## [Exercise description]
Line by line, return the data exactly as shown.

## [Saved data entries]
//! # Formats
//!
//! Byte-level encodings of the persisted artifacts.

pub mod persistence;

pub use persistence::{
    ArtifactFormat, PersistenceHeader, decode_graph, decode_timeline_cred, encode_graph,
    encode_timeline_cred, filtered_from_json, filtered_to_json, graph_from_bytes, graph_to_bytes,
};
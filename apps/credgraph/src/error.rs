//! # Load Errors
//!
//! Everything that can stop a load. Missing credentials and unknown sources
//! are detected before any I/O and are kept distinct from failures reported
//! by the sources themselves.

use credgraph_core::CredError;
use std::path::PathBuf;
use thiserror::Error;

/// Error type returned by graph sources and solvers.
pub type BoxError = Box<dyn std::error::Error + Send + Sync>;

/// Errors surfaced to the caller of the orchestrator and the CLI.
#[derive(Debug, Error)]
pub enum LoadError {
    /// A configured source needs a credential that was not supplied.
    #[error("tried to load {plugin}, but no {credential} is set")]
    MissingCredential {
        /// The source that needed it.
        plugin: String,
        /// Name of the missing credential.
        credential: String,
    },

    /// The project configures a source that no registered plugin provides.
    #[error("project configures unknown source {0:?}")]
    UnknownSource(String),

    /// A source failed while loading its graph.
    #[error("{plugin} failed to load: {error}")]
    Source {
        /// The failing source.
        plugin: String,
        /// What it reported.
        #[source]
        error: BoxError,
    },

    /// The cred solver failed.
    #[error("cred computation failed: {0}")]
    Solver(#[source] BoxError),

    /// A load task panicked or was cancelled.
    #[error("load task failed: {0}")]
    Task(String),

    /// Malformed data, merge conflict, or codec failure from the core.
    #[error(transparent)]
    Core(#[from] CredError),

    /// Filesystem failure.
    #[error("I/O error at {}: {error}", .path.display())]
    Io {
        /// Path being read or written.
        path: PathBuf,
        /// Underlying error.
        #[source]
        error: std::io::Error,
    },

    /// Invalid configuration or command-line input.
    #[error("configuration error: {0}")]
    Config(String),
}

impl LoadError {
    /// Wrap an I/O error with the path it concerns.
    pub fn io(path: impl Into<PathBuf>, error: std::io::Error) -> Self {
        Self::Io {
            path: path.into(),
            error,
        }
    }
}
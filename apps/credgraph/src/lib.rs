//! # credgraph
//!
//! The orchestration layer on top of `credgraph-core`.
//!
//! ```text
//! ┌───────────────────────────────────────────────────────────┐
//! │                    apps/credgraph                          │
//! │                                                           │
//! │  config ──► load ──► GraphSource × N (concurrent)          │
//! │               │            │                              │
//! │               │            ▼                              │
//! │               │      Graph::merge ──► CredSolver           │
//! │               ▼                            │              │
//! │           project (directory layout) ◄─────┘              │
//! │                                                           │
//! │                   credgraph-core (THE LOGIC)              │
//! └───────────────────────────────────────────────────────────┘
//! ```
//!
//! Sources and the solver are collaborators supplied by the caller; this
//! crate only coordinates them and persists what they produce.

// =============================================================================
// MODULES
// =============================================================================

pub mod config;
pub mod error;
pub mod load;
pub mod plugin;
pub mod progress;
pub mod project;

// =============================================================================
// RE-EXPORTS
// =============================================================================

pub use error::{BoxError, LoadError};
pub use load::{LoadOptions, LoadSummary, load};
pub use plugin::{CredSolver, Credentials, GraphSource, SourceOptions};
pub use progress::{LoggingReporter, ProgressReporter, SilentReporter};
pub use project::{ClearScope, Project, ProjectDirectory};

## [Answer box]
//! # Formats
//!
//! Byte-level encodings of the persisted artifacts.

pub mod persistence;

pub use persistence::{
    ArtifactFormat, PersistenceHeader, decode_graph, decode_timeline_cred, encode_graph,
    encode_timeline_cred, filtered_from_json, filtered_to_json, graph_from_bytes, graph_to_bytes,
};
filename apps/credgraph/src/error.rs
//! # Load Errors
//!
//! Everything that can stop a load. Missing credentials and unknown sources
//! are detected before any I/O and are kept distinct from failures reported
//! by the sources themselves.

use credgraph_core::CredError;
use std::path::PathBuf;
use thiserror::Error;

/// Error type returned by graph sources and solvers.
pub type BoxError = Box<dyn std::error::Error + Send + Sync>;

/// Errors surfaced to the caller of the orchestrator and the CLI.
#[derive(Debug, Error)]
pub enum LoadError {
    /// A configured source needs a credential that was not supplied.
    #[error("tried to load {plugin}, but no {credential} is set")]
    MissingCredential {
        /// The source that needed it.
        plugin: String,
        /// Name of the missing credential.
        credential: String,
    },

    /// The project configures a source that no registered plugin provides.
    #[error("project configures unknown source {0:?}")]
    UnknownSource(String),

    /// A source failed while loading its graph.
    #[error("{plugin} failed to load: {error}")]
    Source {
        /// The failing source.
        plugin: String,
        /// What it reported.
        #[source]
        error: BoxError,
    },

    /// The cred solver failed.
    #[error("cred computation failed: {0}")]
    Solver(#[source] BoxError),

    /// A load task panicked or was cancelled.
    #[error("load task failed: {0}")]
    Task(String),

    /// Malformed data, merge conflict, or codec failure from the core.
    #[error(transparent)]
    Core(#[from] CredError),

    /// Filesystem failure.
    #[error("I/O error at {}: {error}", .path.display())]
    Io {
        /// Path being read or written.
        path: PathBuf,
        /// Underlying error.
        #[source]
        error: std::io::Error,
    },

    /// Invalid configuration or command-line input.
    #[error("configuration error: {0}")]
    Config(String),
}

impl LoadError {
    /// Wrap an I/O error with the path it concerns.
    pub fn io(path: impl Into<PathBuf>, error: std::io::Error) -> Self {
        Self::Io {
            path: path.into(),
            error,
        }
    }
}
filename apps/credgraph/src/lib.rs
//! # credgraph
//!
//! The orchestration layer on top of `credgraph-core`.
//!
//! ```text
//! ┌───────────────────────────────────────────────────────────┐
//! │                    apps/credgraph                          │
//! │                                                           │
//! │  config ──► load ──► GraphSource × N (concurrent)          │
//! │               │            │                              │
//! │               │            ▼                              │
//! │               │      Graph::merge ──► CredSolver           │
//! │               ▼                            │              │
//! │           project (directory layout) ◄─────┘              │
//! │                                                           │
//! │                   credgraph-core (THE LOGIC)              │
//! └───────────────────────────────────────────────────────────┘
//! ```
//!
//! Sources and the solver are collaborators supplied by the caller; this
//! crate only coordinates them and persists what they produce.

// =============================================================================
// MODULES
// =============================================================================

pub mod config;
pub mod error;
pub mod load;
pub mod plugin;
pub mod progress;
pub mod project;

// =============================================================================
// RE-EXPORTS
// =============================================================================

pub use error::{BoxError, LoadError};
pub use load::{LoadOptions, LoadSummary, load};
pub use plugin::{CredSolver, Credentials, GraphSource, SourceOptions};
pub use progress::{LoggingReporter, ProgressReporter, SilentReporter};
pub use project::{ClearScope, Project, ProjectDirectory};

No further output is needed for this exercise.